また、前記キャリアの体積平均粒径が20μm以上50μm以下である。
そして、長径が75μm以上かつアスペクト比が1.4以上4.0以下である凝集体が、静電荷像現像用キャリア全体に対して、2.0質量%以下である。
ここで、「凝集体」とは、複数のキャリアの一次粒子が凝集したものを指す。
【0011】
本実施形態に係るキャリアは、上記構成により、高温高湿環境下(例えば、28.5℃、85%RH環境下)で低密度画像(例えば画像密度1%以下の画像)を連続して形成した後に、高温高湿環境下(例えば、28.5℃、85%RH環境下)で高密度画像(例えば画像密度30%以下の画像)を形成したときの画像濃度ムラの発生を抑制する。その理由は、次の通り推測される。
【0012】
磁性粒子と、前記磁性粒子を被覆する樹脂層と、を有する静電荷像現像用キャリアの製造方法が、例えば、磁性粒子と、前記樹脂層を構成する樹脂及び溶剤を含有する溶液と、を混合した後に、乾燥を行う工程を有する場合、前記乾燥において、例えば、長径が75μm以上かつアスペクト比が1.4以上4.0以下である凝集体が生じやすいことがあった。前記凝集体は、現像スリーブ上の現像剤量を規制する層規制部材を通過できず、現像器内の層規制部材手前に滞留することから、キャリアが前記凝集体を一定数量以上含有する場合、現像スリーブ上に形成される、キャリア及びトナーとからなる現像剤が付着した現像ブラシの構造が不規則となりやすい。この現象は、高温高湿環境下で低密度画像を連続して形成した後に顕著となりやすい。そして、高温高湿環境下で低密度画像を連続して形成した後、現像スリーブ上に形成されるキャリア及びトナーの層構造が不規則となった状態で、高温高湿環境下で高密度画像を形成したとき、画像濃度ムラが発生しやすいことがあった。
【0013】
本実施形態に係るキャリアは、体積平均粒径が20μm以上50μm以下のキャリアにおいて、長径が75μm以上かつアスペクト比が1.4以上4.0以下である凝集体の含有量を、静電荷像現像用キャリア全体に対して、2.0質量%以下に低減する。そのため、高温高湿環境下で低密度画像を連続して形成した場合であっても、現像スリーブ上に形成される現像ブラシの構造が不規則となりにくくなる。キャリアの体積平均粒径が20μm以下であると、一粒子あたりの磁力が下がることから、磁気拘束力による現像ブラシ構造が不規則になりやすく、50μm以上であると磁気拘束力による現像ブラシ構造が強固になるため、凝集体による層規制への影響をより受けやすくなる。
【0014】
以上のことから、本実施形態に係るキャリアは、高温高湿環境下で低密度画像を連続して形成した後に、高温高湿環境下で高密度画像を形成したときの画像濃度ムラの発生を抑制すると推測される。
【0015】
(磁性粒子)
磁性粒子は、特に限定されるものではなく、キャリアの芯材として用いられる公知の磁性粒子が適用される。磁性粒子として、具体的には、鉄、ニッケル、コバルト等の磁性金属の粒子;フェライト、マグネタイト等の磁性酸化物の粒子;多孔質の磁性粉に樹脂を含浸させた樹脂含浸磁性粒子;樹脂中に磁性粉が分散して配合された磁性粉分散樹脂粒子;などが挙げられる。本実施形態において磁性粒子としては、フェライト粒子が好ましい。
【0016】
磁性粒子の体積平均粒径は、10μm以上100μm以下が好ましく、15μm以上80μm以下がより好ましく、20μm以上60μm以下が更に好ましい。

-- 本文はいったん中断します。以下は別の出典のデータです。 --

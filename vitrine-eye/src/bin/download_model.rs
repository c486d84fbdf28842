//! Binary for downloading vision models from command line

use std::env;
use std::sync::Arc;
use vitrine_core::VitrineConfig;
use vitrine_eye::error::VisionError;
use vitrine_eye::models::ModelManager;

#[tokio::main]
async fn main() -> Result<(), VisionError> {
    let args: Vec<String> = env::args().collect();

    if args.len() < 2 {
        eprintln!("Usage: download-model <detector|embedder|all> [config.toml]");
        std::process::exit(1);
    }

    let mut config = match args.get(2) {
        Some(path) => VitrineConfig::from_file(path)
            .map_err(|e| VisionError::Model(format!("Failed to load config: {}", e)))?,
        None => VitrineConfig::default(),
    };
    config.apply_env();

    let manager = ModelManager::new(Arc::new(config.models));

    let model_name = args[1].to_lowercase();
    match model_name.as_str() {
        "detector" | "yolo" => {
            println!("Downloading detector model...");
            let path = manager.get_detector_model().await?;
            println!("Detector model available at: {:?}", path);
        }
        "embedder" | "clip" => {
            println!("Downloading embedder model...");
            let path = manager.get_embedder_model().await?;
            println!("Embedder model available at: {:?}", path);
        }
        "all" => {
            let detector = manager.get_detector_model().await?;
            println!("Detector model available at: {:?}", detector);
            let embedder = manager.get_embedder_model().await?;
            println!("Embedder model available at: {:?}", embedder);
        }
        _ => {
            eprintln!("Unknown model: {}", model_name);
            eprintln!("Available models: detector, embedder, all");
            std::process::exit(1);
        }
    }

    Ok(())
}
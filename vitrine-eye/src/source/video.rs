//! Video frame extraction through an external ffmpeg process

use crate::error::VisionError;
use std::path::{Path, PathBuf};
use tokio::process::Command;
use tracing::{debug, info};
use vitrine_core::Frame;

/// Samples still frames out of a video file.
#[derive(Debug, Clone)]
pub struct VideoSampler {
    ffmpeg_path: PathBuf,
    sample_fps: f32,
    max_frames: usize,
}

impl VideoSampler {
    pub fn new(ffmpeg_path: impl Into<PathBuf>, sample_fps: f32, max_frames: usize) -> Self {
        Self {
            ffmpeg_path: ffmpeg_path.into(),
            sample_fps,
            max_frames,
        }
    }

    /// Arguments passed to ffmpeg for one extraction run.
    pub fn ffmpeg_args(&self, input: &Path, output_pattern: &Path) -> Vec<String> {
        vec![
            "-hide_banner".to_string(),
            "-loglevel".to_string(),
            "error".to_string(),
            "-nostdin".to_string(),
            "-i".to_string(),
            input.to_string_lossy().into_owned(),
            "-vf".to_string(),
            format!("fps={}", self.sample_fps),
            "-frames:v".to_string(),
            self.max_frames.to_string(),
            output_pattern.to_string_lossy().into_owned(),
        ]
    }

    /// Extract frames from the video at `input`, in playback order.
    pub async fn sample_file(&self, input: &Path) -> Result<Vec<Frame>, VisionError> {
        if self.max_frames == 0 {
            return Ok(Vec::new());
        }

        let out_dir = tempfile::tempdir()?;
        let pattern = out_dir.path().join("frame_%05d.png");
        let args = self.ffmpeg_args(input, &pattern);
        debug!("Running {:?} {:?}", self.ffmpeg_path, args);

        let output = Command::new(&self.ffmpeg_path)
            .args(&args)
            .kill_on_drop(true)
            .output()
            .await?;
        if !output.status.success() {
            let stderr = String::from_utf8_lossy(&output.stderr);
            return Err(VisionError::Processing(format!(
                "ffmpeg exited with {}: {}",
                output.status,
                stderr.trim()
            )));
        }

        let frames = read_frame_dir(out_dir.path(), self.max_frames).await?;
        info!("Extracted {} frames from {:?}", frames.len(), input);
        Ok(frames)
    }

    /// Extract frames from in-memory video bytes.
    pub async fn sample_bytes(&self, video: &[u8]) -> Result<Vec<Frame>, VisionError> {
        let file = tempfile::Builder::new().suffix(".mp4").tempfile()?;
        tokio::fs::write(file.path(), video).await?;
        self.sample_file(file.path()).await
    }
}

/// Load the images of `dir` in file-name order, up to `limit` of them.
async fn read_frame_dir(dir: &Path, limit: usize) -> Result<Vec<Frame>, VisionError> {
    let mut paths = Vec::new();
    let mut entries = tokio::fs::read_dir(dir).await?;
    while let Some(entry) = entries.next_entry().await? {
        let path = entry.path();
        if path.extension().and_then(|e| e.to_str()) == Some("png") {
            paths.push(path);
        }
    }
    paths.sort();
    paths.truncate(limit);

    let mut frames = Vec::with_capacity(paths.len());
    for (index, path) in paths.iter().enumerate() {
        let bytes = tokio::fs::read(path).await?;
        frames.push(Frame::encoded(index, bytes));
    }
    Ok(frames)
}
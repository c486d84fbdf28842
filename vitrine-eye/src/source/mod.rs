//! Frame sources: where the pixels of a request come from

pub mod file;
pub mod http;
pub mod sampling;
pub mod video;

pub use file::FileFrameSource;
pub use http::{HttpFrameSource, MediaKind, OpenGraphExtractor};
pub use sampling::sample_indices;
pub use video::VideoSampler;
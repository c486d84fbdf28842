// Configuration system for vitrine

use serde::{Deserialize, Serialize};
use std::path::{Path, PathBuf};
use std::time::Duration;
use thiserror::Error;
use tracing::warn;

/// Product categories searched for by default: the union of the category
/// lists the detector has been run with.
pub const DEFAULT_PRODUCT_CATEGORIES: &[&str] = &[
    "tie", "handbag", "suitcase", "bottle", "wine glass", "cup", "chair", "couch", "tv",
    "laptop", "mouse", "remote", "keyboard", "cell phone", "book", "clock", "vase", "scissors",
    "teddy bear", "hair drier", "toothbrush", "backpack", "umbrella", "shoe", "sunglasses",
    "hat", "dining table", "bed", "mirror",
];

#[derive(Error, Debug)]
pub enum ConfigError {
    #[error("IO error: {0}")]
    IoError(String),

    #[error("Parse error: {0}")]
    ParseError(String),

    #[error("Validation error: {0}")]
    ValidationError(String),
}

/// HTTP listener settings
#[derive(Debug, Clone, Serialize, Deserialize)]
#[serde(default)]
pub struct ServerConfig {
    pub bind_address: String,
    pub port: u16,
    /// Allowed CORS origins; empty means any origin.
    pub cors_origins: Vec<String>,
    pub log_level: String,
}

impl Default for ServerConfig {
    fn default() -> Self {
        Self {
            bind_address: "0.0.0.0".to_string(),
            port: 8000,
            cors_origins: Vec::new(),
            log_level: "info".to_string(),
        }
    }
}

/// Model files and inference settings
#[derive(Debug, Clone, Serialize, Deserialize)]
#[serde(default)]
pub struct ModelConfig {
    pub model_dir: PathBuf,
    pub detector_file: String,
    pub embedder_file: String,
    /// Square input side of the detector network.
    pub detector_input_size: u32,
    pub confidence_threshold: f32,
    pub nms_threshold: f32,
    pub intra_threads: usize,
    /// Download missing model files from the URLs below at startup.
    pub auto_download: bool,
    pub detector_url: Option<String>,
    pub embedder_url: Option<String>,
    pub detector_sha256: Option<String>,
    pub embedder_sha256: Option<String>,
}

impl Default for ModelConfig {
    fn default() -> Self {
        Self {
            model_dir: PathBuf::from("./models"),
            detector_file: "yolov8x.onnx".to_string(),
            embedder_file: "clip_vit_b32_visual.onnx".to_string(),
            detector_input_size: 640,
            confidence_threshold: 0.25,
            nms_threshold: 0.45,
            intra_threads: 4,
            auto_download: false,
            detector_url: None,
            embedder_url: None,
            detector_sha256: None,
            embedder_sha256: None,
        }
    }
}

impl ModelConfig {
    pub fn detector_path(&self) -> PathBuf {
        self.model_dir.join(&self.detector_file)
    }

    pub fn embedder_path(&self) -> PathBuf {
        self.model_dir.join(&self.embedder_file)
    }
}

/// Per-request pipeline behaviour
#[derive(Debug, Clone, Serialize, Deserialize)]
#[serde(default)]
pub struct PipelineConfig {
    /// Matches returned per detected object.
    pub top_k: usize,
    pub product_categories: Vec<String>,
    /// Upper bound on frames taken from one video.
    pub max_frames: usize,
    /// Frames sampled per second of video.
    pub sample_fps: f32,
    pub fetch_timeout_secs: u64,
    pub max_download_bytes: u64,
    pub include_crops: bool,
    pub jpeg_quality: u8,
    pub ffmpeg_path: String,
}

impl Default for PipelineConfig {
    fn default() -> Self {
        Self {
            top_k: 5,
            product_categories: DEFAULT_PRODUCT_CATEGORIES
                .iter()
                .map(|c| c.to_string())
                .collect(),
            max_frames: 30,
            sample_fps: 1.0,
            fetch_timeout_secs: 60,
            max_download_bytes: 200 * 1024 * 1024,
            include_crops: true,
            jpeg_quality: 85,
            ffmpeg_path: "ffmpeg".to_string(),
        }
    }
}

impl PipelineConfig {
    pub fn fetch_timeout(&self) -> Duration {
        Duration::from_secs(self.fetch_timeout_secs)
    }
}

/// Product catalog source
#[derive(Debug, Clone, Serialize, Deserialize)]
#[serde(default)]
pub struct CatalogConfig {
    /// JSON catalog file; the built-in demo catalog is used when unset.
    pub path: Option<PathBuf>,
    pub embedding_dim: usize,
}

impl Default for CatalogConfig {
    fn default() -> Self {
        Self {
            path: None,
            embedding_dim: crate::types::DEFAULT_EMBEDDING_DIM,
        }
    }
}

/// Top-level configuration
#[derive(Debug, Clone, Default, Serialize, Deserialize)]
#[serde(default)]
pub struct VitrineConfig {
    pub server: ServerConfig,
    pub models: ModelConfig,
    pub pipeline: PipelineConfig,
    pub catalog: CatalogConfig,
}

impl VitrineConfig {
    /// Load configuration from a TOML file
    pub fn from_file(path: impl AsRef<Path>) -> Result<Self, ConfigError> {
        let path = path.as_ref();
        let content = std::fs::read_to_string(path)
            .map_err(|e| ConfigError::IoError(format!("{}: {}", path.display(), e)))?;
        Self::from_toml_str(&content)
    }

    pub fn from_toml_str(content: &str) -> Result<Self, ConfigError> {
        toml::from_str(content).map_err(|e| ConfigError::ParseError(e.to_string()))
    }

    /// Override fields from `VITRINE_*` environment variables
    pub fn apply_env(&mut self) {
        self.apply_env_from(|key| std::env::var(key).ok());
    }

    pub fn apply_env_from(&mut self, lookup: impl Fn(&str) -> Option<String>) {
        if let Some(host) = lookup("VITRINE_HOST") {
            self.server.bind_address = host;
        }
        if let Some(port) = lookup("VITRINE_PORT") {
            match port.parse() {
                Ok(port) => self.server.port = port,
                Err(_) => warn!("Ignoring invalid VITRINE_PORT: {}", port),
            }
        }
        if let Some(level) = lookup("VITRINE_LOG_LEVEL") {
            self.server.log_level = level;
        }
        if let Some(dir) = lookup("VITRINE_MODEL_DIR") {
            self.models.model_dir = PathBuf::from(dir);
        }
        if let Some(path) = lookup("VITRINE_CATALOG") {
            self.catalog.path = Some(PathBuf::from(path));
        }
        if let Some(k) = lookup("VITRINE_TOP_K") {
            match k.parse() {
                Ok(k) => self.pipeline.top_k = k,
                Err(_) => warn!("Ignoring invalid VITRINE_TOP_K: {}", k),
            }
        }
        if let Some(ffmpeg) = lookup("VITRINE_FFMPEG") {
            self.pipeline.ffmpeg_path = ffmpeg;
        }
    }

    /// Validate configuration
    pub fn validate(&self) -> Result<(), ConfigError> {
        let invalid = |msg: &str| Err(ConfigError::ValidationError(msg.to_string()));

        if self.server.port == 0 {
            return invalid("server.port cannot be 0");
        }
        if self.models.detector_input_size == 0 || self.models.detector_input_size % 32 != 0 {
            return invalid("models.detector_input_size must be a positive multiple of 32");
        }
        if !(0.0..=1.0).contains(&self.models.confidence_threshold) {
            return invalid("models.confidence_threshold must be within [0, 1]");
        }
        if !(0.0..=1.0).contains(&self.models.nms_threshold) {
            return invalid("models.nms_threshold must be within [0, 1]");
        }
        if self.models.intra_threads == 0 {
            return invalid("models.intra_threads must be > 0");
        }
        if self.pipeline.top_k == 0 || self.pipeline.top_k > 100 {
            return invalid("pipeline.top_k must be between 1 and 100");
        }
        if self.pipeline.product_categories.is_empty() {
            return invalid("pipeline.product_categories cannot be empty");
        }
        if self.pipeline.max_frames == 0 || self.pipeline.max_frames > 1000 {
            return invalid("pipeline.max_frames must be between 1 and 1000");
        }
        if !self.pipeline.sample_fps.is_finite()
            || self.pipeline.sample_fps <= 0.0
            || self.pipeline.sample_fps > 60.0
        {
            return invalid("pipeline.sample_fps must be within (0, 60]");
        }
        if self.pipeline.fetch_timeout_secs == 0 {
            return invalid("pipeline.fetch_timeout_secs must be > 0");
        }
        if self.pipeline.jpeg_quality == 0 || self.pipeline.jpeg_quality > 100 {
            return invalid("pipeline.jpeg_quality must be between 1 and 100");
        }
        if self.catalog.embedding_dim == 0 {
            return invalid("catalog.embedding_dim must be > 0");
        }

        Ok(())
    }
}
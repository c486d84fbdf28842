//! Error types for vitrine-eye

use thiserror::Error;
use vitrine_core::{ComputeError, FetchError};

#[derive(Error, Debug)]
pub enum VisionError {
    #[error("Model error: {0}")]
    Model(String),

    #[error("Processing error: {0}")]
    Processing(String),

    #[error("IO error: {0}")]
    Io(#[from] std::io::Error),

    #[error("Network error: {0}")]
    Network(#[from] reqwest::Error),

    #[error("Image error: {0}")]
    Image(#[from] image::ImageError),

    #[error("ONNX Runtime error: {0}")]
    Ort(String),
}

impl From<VisionError> for ComputeError {
    fn from(err: VisionError) -> Self {
        match err {
            VisionError::Image(e) => ComputeError::InvalidImage(e.to_string()),
            other => ComputeError::Model(other.to_string()),
        }
    }
}

impl From<VisionError> for FetchError {
    fn from(err: VisionError) -> Self {
        match err {
            VisionError::Io(e) => FetchError::Io(e),
            VisionError::Network(e) => FetchError::Network(e.to_string()),
            VisionError::Image(e) => FetchError::Decode(e.to_string()),
            other => FetchError::UnsupportedMedia(other.to_string()),
        }
    }
}
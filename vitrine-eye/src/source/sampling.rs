//! Even frame sampling

/// Pick at most `max` evenly spaced indices out of `0..total`, in increasing
/// order. Index 0 is always included when anything is picked.
pub fn sample_indices(total: usize, max: usize) -> Vec<usize> {
    if total == 0 || max == 0 {
        return Vec::new();
    }
    if total <= max {
        return (0..total).collect();
    }
    // total > max, so consecutive picks differ by at least one
    (0..max).map(|i| i * total / max).collect()
}

#[cfg(test)]
mod tests {
    use super::*;

    #[test]
    fn test_sample_all_when_under_limit() {
        assert_eq!(sample_indices(3, 10), vec![0, 1, 2]);
        assert_eq!(sample_indices(5, 5), vec![0, 1, 2, 3, 4]);
    }

    #[test]
    fn test_sample_evenly_spaced() {
        assert_eq!(sample_indices(10, 5), vec![0, 2, 4, 6, 8]);
        assert_eq!(sample_indices(7, 3), vec![0, 2, 4]);
    }

    #[test]
    fn test_sample_empty() {
        assert!(sample_indices(0, 5).is_empty());
        assert!(sample_indices(5, 0).is_empty());
    }

    #[test]
    fn test_sample_strictly_increasing_and_bounded() {
        for total in 1..60 {
            for max in 1..20 {
                let picks = sample_indices(total, max);
                assert_eq!(picks.len(), total.min(max));
                assert_eq!(picks[0], 0);
                assert!(picks.windows(2).all(|w| w[0] < w[1]));
                assert!(picks.iter().all(|&i| i < total));
            }
        }
    }
}
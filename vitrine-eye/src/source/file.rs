//! Local media: a single image file or a directory of frames

use super::sampling::sample_indices;
use async_trait::async_trait;
use std::path::{Path, PathBuf};
use tracing::debug;
use vitrine_core::{FetchError, Frame, FrameSource};

const IMAGE_EXTENSIONS: &[&str] = &["jpg", "jpeg", "png", "bmp", "gif", "webp"];

/// Frame source over the local filesystem. The "URL" is a path, optionally
/// prefixed with `file://`. Directories are read in file-name order and
/// evenly sampled down to `max_frames`.
#[derive(Debug, Clone)]
pub struct FileFrameSource {
    root: Option<PathBuf>,
    max_frames: usize,
}

impl FileFrameSource {
    pub fn new(max_frames: usize) -> Self {
        Self {
            root: None,
            max_frames,
        }
    }

    /// Resolve relative paths against `root`.
    pub fn with_root(mut self, root: impl Into<PathBuf>) -> Self {
        self.root = Some(root.into());
        self
    }

    fn resolve(&self, url: &str) -> PathBuf {
        let path = Path::new(url.strip_prefix("file://").unwrap_or(url));
        match &self.root {
            Some(root) if path.is_relative() => root.join(path),
            _ => path.to_path_buf(),
        }
    }
}

fn is_image(path: &Path) -> bool {
    path.extension()
        .and_then(|e| e.to_str())
        .map(|e| IMAGE_EXTENSIONS.contains(&e.to_ascii_lowercase().as_str()))
        .unwrap_or(false)
}

#[async_trait]
impl FrameSource for FileFrameSource {
    async fn fetch_frames(&self, url: &str) -> Result<Vec<Frame>, FetchError> {
        let path = self.resolve(url);
        let metadata = tokio::fs::metadata(&path).await?;

        if metadata.is_file() {
            if !is_image(&path) {
                return Err(FetchError::UnsupportedMedia(format!("{:?} is not an image", path)));
            }
            let bytes = tokio::fs::read(&path).await?;
            return Ok(vec![Frame::encoded(0, bytes)]);
        }

        let mut files = Vec::new();
        let mut entries = tokio::fs::read_dir(&path).await?;
        while let Some(entry) = entries.next_entry().await? {
            let file = entry.path();
            if is_image(&file) {
                files.push(file);
            }
        }
        files.sort();

        let picks = sample_indices(files.len(), self.max_frames);
        debug!("Sampling {} of {} frames from {:?}", picks.len(), files.len(), path);

        let mut frames = Vec::with_capacity(picks.len());
        for (index, pick) in picks.into_iter().enumerate() {
            let bytes = tokio::fs::read(&files[pick]).await?;
            frames.push(Frame::encoded(index, bytes));
        }
        Ok(frames)
    }
}
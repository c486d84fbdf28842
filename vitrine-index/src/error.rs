use thiserror::Error;
use vitrine_core::ComputeError;

#[derive(Error, Debug)]
pub enum IndexError {
    #[error("Invalid index dimension: {0}")]
    InvalidDimension(usize),

    #[error("Vector dimension {actual} doesn't match index dimension {expected}")]
    DimensionMismatch { expected: usize, actual: usize },

    #[error("Duplicate product id: {0}")]
    DuplicateProductId(u64),

    #[error("k must be at least 1")]
    InvalidK,

    #[error("Query vector contains non-finite values")]
    InvalidQuery,

    #[error("Invalid catalog entry: {0}")]
    InvalidEntry(String),

    #[error("IO error: {0}")]
    Io(#[from] std::io::Error),

    #[error("Catalog parse error: {0}")]
    Parse(#[from] serde_json::Error),

    #[error("Embedding error: {0}")]
    Compute(#[from] ComputeError),
}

ここで体積平均粒径は、レーザー回折/散乱式粒度分布測定装置(LS Particle Size Analyzer:LS13 320、BECKMAN COULTER社(ベックマン・コールター社)製)を用いて測定される。測定される体積基準の粒度分布において小径側から累積50%となる粒径D50vを体積平均粒径とする。
【0017】
磁性粒子の粗さ曲線の算術平均高さRa(JIS B0601:2001)は、0.1μm以上1μm以下が好ましく、0.2μm以上0.8μm以下がより好ましい。
磁性粒子の粗さ曲線の算術平均高さRaは、表面形状測定装置(例えば、(株)キーエンス製「超深度カラー3D形状測定顕微鏡VK-9700」)を用いて適切な倍率(例えば、倍率1000倍)で磁性粒子を観察し、カットオフ値0.08mmにて粗さ曲線を得て、粗さ曲線からその平均線の方向に基準長さ10μmを抜き出して求める。磁性粒子100個のRaを算術平均する。
【0018】
磁性粒子の磁力は、3000エルステッドの磁場における飽和磁化が、50emu/g以上が好ましく、60emu/g以上がより好ましい。上記飽和磁化の測定は、振動試料型磁気測定装置VSMP10-15(東英工業社製)を用いて行う。測定試料は内径7mm、高さ5mmのセルに詰めて前記装置にセットする。測定は印加磁場を加え、最大3000エルステッドまで掃引する。次いで、印加磁場を減少させ、記録紙上にヒステリシスカーブを作製する。カーブのデータより、飽和磁化、残留磁化、保持力を求める。
【0019】
磁性粒子の体積電気抵抗(体積抵抗率)は、1×105Ω・cm以上1×109Ω・cm以下が好ましく、1×107Ω・cm以上1×109Ω・cm以下がより好ましい。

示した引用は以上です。